[Dataset entries]
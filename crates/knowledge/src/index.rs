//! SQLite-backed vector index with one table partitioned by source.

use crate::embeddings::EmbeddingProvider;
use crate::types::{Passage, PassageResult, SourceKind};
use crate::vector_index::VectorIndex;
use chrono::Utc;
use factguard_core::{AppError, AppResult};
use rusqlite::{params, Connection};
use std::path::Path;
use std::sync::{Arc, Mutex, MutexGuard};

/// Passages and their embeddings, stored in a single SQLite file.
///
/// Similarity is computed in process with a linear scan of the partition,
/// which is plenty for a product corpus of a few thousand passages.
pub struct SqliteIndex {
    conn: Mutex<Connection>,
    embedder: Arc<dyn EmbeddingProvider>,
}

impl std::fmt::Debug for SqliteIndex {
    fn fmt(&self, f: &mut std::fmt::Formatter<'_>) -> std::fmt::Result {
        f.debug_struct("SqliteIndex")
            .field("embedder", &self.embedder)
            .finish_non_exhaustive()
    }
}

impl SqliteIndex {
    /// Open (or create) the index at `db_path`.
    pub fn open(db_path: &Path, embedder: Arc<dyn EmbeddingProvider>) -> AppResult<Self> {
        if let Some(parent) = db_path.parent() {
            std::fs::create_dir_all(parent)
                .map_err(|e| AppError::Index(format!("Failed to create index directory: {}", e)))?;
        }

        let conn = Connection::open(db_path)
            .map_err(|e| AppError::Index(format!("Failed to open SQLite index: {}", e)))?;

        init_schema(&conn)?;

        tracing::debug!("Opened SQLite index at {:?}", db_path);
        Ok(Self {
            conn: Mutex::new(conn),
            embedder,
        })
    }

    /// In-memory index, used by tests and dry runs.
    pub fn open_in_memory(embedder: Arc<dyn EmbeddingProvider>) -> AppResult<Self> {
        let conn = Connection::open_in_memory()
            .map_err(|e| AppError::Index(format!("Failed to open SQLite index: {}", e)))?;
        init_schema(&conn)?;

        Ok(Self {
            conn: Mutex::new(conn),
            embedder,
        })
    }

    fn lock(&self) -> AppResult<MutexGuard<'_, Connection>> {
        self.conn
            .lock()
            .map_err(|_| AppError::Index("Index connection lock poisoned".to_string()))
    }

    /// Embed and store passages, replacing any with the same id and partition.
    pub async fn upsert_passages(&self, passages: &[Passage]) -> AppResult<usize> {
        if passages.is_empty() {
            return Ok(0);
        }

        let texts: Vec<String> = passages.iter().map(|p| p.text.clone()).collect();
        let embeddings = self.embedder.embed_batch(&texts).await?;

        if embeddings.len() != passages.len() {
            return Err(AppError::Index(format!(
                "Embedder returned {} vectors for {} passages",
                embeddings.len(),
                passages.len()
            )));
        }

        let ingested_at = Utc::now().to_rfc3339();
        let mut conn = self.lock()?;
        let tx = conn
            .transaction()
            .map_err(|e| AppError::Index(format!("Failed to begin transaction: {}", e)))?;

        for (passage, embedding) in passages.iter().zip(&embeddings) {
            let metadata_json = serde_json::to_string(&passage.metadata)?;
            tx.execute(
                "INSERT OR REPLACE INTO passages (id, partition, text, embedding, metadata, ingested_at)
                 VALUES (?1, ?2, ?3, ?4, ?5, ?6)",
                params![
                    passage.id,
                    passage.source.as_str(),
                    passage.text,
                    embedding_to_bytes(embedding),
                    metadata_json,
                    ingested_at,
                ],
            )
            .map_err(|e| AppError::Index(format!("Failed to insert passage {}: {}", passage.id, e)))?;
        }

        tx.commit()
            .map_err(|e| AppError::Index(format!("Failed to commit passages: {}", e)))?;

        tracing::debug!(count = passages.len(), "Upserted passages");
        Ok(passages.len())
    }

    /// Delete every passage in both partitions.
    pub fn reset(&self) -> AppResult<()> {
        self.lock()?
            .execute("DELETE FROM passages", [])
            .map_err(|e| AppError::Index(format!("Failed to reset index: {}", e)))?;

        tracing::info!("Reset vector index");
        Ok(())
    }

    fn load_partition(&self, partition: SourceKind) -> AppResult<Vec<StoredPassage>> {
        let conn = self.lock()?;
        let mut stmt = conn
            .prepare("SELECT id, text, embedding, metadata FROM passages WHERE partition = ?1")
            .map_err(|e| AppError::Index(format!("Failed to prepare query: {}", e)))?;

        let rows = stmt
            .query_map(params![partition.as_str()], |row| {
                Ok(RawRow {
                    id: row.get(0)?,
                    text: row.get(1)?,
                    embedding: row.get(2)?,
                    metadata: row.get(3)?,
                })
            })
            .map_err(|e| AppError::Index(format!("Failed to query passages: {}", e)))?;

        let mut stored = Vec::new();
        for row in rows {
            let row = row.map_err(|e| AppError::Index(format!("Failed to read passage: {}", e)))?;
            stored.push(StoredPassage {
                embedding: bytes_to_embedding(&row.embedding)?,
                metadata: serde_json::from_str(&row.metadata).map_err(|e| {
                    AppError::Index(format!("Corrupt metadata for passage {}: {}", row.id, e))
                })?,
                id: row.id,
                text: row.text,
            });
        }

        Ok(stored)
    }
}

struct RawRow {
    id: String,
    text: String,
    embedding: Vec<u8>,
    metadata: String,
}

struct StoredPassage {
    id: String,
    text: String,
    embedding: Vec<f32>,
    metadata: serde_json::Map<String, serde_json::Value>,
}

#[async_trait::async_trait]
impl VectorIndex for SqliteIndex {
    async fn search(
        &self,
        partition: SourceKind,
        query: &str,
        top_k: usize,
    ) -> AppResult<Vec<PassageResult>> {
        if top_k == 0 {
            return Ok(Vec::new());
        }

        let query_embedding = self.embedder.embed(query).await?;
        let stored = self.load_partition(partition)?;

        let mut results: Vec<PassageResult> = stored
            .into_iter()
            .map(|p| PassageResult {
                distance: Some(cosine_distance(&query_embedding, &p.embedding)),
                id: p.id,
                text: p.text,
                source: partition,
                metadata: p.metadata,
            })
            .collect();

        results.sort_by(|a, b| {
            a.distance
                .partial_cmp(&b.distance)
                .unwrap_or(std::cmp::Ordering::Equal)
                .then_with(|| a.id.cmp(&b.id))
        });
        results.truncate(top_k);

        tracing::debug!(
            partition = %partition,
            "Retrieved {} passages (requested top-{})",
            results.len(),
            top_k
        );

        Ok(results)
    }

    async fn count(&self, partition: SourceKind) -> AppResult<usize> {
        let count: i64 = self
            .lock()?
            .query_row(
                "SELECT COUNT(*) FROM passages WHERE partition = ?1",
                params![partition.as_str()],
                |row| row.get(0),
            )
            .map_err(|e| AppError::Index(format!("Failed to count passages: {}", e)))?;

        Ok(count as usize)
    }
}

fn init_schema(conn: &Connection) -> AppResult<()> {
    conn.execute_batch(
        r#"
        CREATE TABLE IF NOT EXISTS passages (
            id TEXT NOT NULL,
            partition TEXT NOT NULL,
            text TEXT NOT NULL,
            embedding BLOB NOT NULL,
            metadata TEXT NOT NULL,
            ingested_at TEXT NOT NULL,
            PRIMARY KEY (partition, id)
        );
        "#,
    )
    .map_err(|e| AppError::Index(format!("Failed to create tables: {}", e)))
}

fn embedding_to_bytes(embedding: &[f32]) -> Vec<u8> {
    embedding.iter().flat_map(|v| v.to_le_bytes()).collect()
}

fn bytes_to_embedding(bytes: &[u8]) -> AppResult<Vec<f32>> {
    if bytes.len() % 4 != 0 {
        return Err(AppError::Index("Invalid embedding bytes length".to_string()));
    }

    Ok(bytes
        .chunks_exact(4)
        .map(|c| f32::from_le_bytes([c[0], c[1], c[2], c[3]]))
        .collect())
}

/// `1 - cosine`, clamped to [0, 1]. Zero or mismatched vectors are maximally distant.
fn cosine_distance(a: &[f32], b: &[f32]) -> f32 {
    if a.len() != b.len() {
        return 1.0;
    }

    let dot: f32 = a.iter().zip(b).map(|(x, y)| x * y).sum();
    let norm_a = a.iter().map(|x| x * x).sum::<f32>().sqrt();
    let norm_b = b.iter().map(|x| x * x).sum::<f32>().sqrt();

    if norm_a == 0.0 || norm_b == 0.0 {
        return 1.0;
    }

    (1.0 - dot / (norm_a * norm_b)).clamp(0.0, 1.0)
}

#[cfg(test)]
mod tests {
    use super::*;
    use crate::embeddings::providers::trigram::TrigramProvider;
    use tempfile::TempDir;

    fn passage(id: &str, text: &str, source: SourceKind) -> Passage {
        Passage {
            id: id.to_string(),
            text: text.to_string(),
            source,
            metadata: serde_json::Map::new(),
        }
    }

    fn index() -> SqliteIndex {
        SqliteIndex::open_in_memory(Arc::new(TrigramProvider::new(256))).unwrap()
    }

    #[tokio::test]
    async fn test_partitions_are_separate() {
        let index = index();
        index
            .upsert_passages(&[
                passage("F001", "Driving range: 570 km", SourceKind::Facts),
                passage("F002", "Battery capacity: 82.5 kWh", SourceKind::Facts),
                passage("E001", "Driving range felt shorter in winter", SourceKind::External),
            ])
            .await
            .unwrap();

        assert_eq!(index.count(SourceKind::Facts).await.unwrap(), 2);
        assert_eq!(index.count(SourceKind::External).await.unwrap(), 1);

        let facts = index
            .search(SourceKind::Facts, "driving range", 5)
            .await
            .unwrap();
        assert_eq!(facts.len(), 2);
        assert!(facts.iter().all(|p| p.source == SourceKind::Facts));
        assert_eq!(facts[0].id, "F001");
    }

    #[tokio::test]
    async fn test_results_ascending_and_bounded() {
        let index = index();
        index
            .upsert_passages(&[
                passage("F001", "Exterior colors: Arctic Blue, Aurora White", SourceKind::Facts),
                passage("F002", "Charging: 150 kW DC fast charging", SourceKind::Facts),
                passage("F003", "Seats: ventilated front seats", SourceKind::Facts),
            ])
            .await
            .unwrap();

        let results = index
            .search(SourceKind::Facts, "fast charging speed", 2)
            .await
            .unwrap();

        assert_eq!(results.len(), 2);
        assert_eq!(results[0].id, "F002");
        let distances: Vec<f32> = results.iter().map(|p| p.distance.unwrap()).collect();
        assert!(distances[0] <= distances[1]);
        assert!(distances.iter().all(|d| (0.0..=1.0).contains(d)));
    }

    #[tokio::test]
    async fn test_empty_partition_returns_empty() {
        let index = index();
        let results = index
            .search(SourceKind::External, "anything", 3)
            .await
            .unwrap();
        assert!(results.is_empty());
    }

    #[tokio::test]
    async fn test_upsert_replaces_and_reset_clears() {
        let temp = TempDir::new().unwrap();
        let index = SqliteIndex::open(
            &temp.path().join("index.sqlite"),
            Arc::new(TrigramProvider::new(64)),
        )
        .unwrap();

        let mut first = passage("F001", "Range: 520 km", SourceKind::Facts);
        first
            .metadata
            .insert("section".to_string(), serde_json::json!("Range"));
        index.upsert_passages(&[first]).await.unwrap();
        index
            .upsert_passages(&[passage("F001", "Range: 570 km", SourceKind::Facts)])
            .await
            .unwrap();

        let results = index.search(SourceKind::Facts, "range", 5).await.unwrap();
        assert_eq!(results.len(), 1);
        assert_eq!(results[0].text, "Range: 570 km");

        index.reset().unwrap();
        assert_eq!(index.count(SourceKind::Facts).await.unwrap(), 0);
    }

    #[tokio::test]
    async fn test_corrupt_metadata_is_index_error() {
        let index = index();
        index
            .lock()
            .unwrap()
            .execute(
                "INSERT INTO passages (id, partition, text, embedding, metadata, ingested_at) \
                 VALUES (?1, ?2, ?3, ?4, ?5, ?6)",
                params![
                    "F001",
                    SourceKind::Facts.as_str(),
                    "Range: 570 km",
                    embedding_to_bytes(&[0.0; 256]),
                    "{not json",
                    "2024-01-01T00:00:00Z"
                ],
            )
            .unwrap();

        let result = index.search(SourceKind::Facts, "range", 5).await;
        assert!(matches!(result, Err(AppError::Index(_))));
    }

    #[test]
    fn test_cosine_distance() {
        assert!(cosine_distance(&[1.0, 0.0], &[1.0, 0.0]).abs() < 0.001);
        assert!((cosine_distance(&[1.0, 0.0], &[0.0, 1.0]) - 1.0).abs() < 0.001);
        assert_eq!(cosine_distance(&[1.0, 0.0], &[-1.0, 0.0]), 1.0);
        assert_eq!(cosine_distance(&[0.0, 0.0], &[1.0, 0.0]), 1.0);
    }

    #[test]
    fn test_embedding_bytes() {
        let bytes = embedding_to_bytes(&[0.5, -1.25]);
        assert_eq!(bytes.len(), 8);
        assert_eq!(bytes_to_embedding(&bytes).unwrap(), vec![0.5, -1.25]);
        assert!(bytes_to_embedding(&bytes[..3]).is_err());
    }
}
==
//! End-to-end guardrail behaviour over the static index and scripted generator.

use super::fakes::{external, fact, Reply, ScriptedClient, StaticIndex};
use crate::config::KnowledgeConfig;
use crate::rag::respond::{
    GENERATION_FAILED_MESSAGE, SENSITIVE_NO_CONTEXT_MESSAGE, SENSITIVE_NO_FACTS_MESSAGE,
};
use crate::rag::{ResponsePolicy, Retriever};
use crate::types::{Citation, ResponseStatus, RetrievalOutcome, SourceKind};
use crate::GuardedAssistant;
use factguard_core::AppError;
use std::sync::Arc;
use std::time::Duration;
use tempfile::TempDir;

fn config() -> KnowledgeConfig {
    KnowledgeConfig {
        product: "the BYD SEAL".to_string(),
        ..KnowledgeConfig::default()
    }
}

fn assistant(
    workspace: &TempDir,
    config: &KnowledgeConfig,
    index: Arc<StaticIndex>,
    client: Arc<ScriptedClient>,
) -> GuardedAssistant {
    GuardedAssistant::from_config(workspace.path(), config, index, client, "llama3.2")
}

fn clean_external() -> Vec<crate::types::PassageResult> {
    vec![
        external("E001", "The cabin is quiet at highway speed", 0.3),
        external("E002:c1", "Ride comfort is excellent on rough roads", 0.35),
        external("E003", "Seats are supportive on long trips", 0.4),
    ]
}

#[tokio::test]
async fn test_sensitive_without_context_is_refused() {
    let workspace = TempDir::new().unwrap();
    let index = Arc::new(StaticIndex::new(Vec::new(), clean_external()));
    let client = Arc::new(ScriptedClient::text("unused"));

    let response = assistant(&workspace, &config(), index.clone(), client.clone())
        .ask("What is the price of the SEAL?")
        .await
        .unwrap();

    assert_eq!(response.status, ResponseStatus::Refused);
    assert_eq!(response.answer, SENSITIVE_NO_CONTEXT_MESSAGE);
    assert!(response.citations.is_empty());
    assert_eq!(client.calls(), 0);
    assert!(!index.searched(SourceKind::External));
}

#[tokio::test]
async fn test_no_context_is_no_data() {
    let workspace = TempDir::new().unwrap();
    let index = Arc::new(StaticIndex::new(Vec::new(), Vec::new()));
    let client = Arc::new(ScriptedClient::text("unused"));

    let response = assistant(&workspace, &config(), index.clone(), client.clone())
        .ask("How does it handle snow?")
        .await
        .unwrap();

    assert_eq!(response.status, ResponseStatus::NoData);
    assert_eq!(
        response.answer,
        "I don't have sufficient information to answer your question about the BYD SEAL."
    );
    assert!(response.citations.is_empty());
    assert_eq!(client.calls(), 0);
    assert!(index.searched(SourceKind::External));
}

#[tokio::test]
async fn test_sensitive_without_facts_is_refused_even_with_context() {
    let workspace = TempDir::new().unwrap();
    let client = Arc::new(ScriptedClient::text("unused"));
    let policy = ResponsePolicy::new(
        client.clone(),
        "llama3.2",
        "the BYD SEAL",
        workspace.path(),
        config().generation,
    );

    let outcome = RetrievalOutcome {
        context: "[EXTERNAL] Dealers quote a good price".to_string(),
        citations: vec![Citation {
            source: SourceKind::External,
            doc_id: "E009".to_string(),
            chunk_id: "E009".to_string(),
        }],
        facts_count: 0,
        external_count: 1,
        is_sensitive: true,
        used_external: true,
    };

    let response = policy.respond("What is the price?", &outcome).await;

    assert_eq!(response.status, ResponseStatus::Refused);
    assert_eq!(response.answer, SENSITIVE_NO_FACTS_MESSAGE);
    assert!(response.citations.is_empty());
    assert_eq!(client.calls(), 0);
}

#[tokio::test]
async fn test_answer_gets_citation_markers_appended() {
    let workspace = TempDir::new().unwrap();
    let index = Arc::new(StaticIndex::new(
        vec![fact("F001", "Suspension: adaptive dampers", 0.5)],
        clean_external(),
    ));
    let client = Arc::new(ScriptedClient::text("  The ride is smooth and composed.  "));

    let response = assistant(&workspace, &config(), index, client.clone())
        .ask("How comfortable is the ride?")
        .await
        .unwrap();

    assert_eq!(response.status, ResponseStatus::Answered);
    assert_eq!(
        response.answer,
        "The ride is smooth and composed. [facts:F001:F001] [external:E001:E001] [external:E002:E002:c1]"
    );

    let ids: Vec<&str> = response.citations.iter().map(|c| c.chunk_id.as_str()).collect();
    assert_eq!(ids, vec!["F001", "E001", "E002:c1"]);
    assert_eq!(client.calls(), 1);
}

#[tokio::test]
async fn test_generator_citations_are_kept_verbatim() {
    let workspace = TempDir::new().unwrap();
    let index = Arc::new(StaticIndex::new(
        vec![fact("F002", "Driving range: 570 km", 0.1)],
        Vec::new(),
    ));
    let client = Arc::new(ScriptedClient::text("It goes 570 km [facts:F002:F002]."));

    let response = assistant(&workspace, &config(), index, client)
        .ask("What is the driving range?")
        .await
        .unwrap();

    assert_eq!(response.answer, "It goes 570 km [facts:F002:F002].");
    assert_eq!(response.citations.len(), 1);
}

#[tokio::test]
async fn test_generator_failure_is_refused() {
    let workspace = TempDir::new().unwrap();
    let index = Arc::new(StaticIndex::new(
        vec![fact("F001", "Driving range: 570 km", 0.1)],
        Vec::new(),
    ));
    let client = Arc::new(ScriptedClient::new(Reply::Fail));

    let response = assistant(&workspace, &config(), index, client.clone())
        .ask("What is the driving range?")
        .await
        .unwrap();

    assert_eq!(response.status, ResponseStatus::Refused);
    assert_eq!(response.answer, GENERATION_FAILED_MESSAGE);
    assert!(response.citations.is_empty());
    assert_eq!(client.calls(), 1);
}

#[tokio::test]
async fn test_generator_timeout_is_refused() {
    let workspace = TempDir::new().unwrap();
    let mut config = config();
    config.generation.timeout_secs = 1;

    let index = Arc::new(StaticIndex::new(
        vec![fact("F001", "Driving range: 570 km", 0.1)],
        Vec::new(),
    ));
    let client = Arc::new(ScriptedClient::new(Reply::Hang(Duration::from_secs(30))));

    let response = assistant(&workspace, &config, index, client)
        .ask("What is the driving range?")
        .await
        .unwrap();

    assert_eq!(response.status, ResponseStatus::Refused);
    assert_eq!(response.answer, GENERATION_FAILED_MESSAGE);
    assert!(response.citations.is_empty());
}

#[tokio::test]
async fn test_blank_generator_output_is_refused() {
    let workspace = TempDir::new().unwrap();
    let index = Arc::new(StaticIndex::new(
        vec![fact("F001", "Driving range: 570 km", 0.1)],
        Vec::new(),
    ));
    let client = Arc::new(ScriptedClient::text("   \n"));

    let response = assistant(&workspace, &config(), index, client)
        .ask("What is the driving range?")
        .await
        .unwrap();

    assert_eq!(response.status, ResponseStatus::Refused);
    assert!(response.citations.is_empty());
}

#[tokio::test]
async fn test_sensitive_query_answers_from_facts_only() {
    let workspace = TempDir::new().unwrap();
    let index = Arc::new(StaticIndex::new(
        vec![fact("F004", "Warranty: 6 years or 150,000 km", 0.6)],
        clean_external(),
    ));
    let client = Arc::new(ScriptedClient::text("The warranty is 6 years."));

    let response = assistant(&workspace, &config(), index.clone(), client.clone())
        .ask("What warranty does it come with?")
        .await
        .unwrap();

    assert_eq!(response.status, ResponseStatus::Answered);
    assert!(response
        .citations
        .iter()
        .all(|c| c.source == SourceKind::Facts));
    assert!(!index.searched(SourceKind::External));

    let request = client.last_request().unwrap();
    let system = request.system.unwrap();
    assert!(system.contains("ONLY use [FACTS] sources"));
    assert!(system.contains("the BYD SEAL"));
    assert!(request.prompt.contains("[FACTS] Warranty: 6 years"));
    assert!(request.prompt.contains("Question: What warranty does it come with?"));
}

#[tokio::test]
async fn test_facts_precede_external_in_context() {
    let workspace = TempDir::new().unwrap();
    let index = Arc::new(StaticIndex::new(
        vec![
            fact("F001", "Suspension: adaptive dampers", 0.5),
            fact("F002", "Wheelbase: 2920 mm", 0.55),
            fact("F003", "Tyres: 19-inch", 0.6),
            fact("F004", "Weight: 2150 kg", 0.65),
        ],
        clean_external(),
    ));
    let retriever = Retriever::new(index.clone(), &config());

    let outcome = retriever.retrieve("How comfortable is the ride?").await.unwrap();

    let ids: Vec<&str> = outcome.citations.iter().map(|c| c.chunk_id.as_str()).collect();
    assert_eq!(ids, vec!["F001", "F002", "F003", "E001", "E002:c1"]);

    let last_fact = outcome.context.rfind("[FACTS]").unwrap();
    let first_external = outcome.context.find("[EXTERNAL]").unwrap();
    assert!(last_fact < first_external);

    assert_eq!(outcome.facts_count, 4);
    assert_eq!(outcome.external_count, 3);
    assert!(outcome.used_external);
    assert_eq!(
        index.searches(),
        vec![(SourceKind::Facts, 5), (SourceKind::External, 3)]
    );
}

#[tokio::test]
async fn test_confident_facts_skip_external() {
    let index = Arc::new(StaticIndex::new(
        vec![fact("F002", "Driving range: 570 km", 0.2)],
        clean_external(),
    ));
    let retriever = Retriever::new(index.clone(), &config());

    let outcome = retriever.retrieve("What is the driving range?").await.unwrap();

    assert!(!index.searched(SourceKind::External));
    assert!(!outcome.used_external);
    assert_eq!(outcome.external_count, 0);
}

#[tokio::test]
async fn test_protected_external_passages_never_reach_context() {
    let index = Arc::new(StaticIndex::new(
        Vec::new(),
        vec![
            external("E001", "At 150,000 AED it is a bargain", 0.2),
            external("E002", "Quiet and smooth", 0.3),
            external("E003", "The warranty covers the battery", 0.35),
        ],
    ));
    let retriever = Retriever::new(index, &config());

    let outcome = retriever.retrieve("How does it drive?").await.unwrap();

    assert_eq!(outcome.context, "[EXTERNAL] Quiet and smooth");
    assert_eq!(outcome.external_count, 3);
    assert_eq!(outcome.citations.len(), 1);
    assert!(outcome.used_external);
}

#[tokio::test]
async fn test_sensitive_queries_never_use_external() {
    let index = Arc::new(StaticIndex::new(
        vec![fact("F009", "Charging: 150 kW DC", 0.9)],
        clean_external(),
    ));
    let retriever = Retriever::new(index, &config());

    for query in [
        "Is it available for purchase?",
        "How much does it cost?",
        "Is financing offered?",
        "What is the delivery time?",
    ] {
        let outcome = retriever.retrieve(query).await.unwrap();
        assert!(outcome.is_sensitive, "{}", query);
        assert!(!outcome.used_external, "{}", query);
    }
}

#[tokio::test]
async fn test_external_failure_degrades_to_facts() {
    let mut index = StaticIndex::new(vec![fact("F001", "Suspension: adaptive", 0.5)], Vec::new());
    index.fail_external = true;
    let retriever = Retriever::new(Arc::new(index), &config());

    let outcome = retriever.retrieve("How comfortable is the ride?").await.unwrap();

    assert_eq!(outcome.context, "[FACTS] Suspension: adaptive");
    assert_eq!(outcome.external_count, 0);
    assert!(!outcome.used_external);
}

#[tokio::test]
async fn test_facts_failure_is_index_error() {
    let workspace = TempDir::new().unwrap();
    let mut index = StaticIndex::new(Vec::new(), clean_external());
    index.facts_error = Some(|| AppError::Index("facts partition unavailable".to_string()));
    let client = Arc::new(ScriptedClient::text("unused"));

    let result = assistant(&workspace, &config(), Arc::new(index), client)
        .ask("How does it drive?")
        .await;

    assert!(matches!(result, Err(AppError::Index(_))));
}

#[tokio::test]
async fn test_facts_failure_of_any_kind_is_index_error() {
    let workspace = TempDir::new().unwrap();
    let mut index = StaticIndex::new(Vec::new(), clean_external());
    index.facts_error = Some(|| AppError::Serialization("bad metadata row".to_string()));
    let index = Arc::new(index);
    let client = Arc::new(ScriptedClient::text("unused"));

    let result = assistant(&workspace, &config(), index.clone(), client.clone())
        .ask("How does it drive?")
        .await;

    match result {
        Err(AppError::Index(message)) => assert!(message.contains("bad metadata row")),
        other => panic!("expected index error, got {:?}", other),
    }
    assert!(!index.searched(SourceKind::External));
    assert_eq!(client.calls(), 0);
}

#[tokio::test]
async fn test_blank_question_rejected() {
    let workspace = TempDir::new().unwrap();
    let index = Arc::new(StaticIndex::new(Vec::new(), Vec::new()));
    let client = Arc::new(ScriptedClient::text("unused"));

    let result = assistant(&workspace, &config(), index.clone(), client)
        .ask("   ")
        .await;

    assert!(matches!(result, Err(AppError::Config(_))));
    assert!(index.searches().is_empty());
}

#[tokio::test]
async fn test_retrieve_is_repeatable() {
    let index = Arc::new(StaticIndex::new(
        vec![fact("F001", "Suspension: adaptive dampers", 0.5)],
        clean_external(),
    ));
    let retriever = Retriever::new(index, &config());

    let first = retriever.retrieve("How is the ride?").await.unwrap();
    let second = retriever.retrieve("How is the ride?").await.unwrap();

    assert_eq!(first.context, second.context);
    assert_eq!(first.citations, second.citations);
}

--- Work instruction ---
Take every line from the records that holds "Seats" and copy it down.

--- Written response ---
                passage("F003", "Seats: ventilated front seats", SourceKind::Facts),
        external("E003", "Seats are supportive on long trips", 0.4),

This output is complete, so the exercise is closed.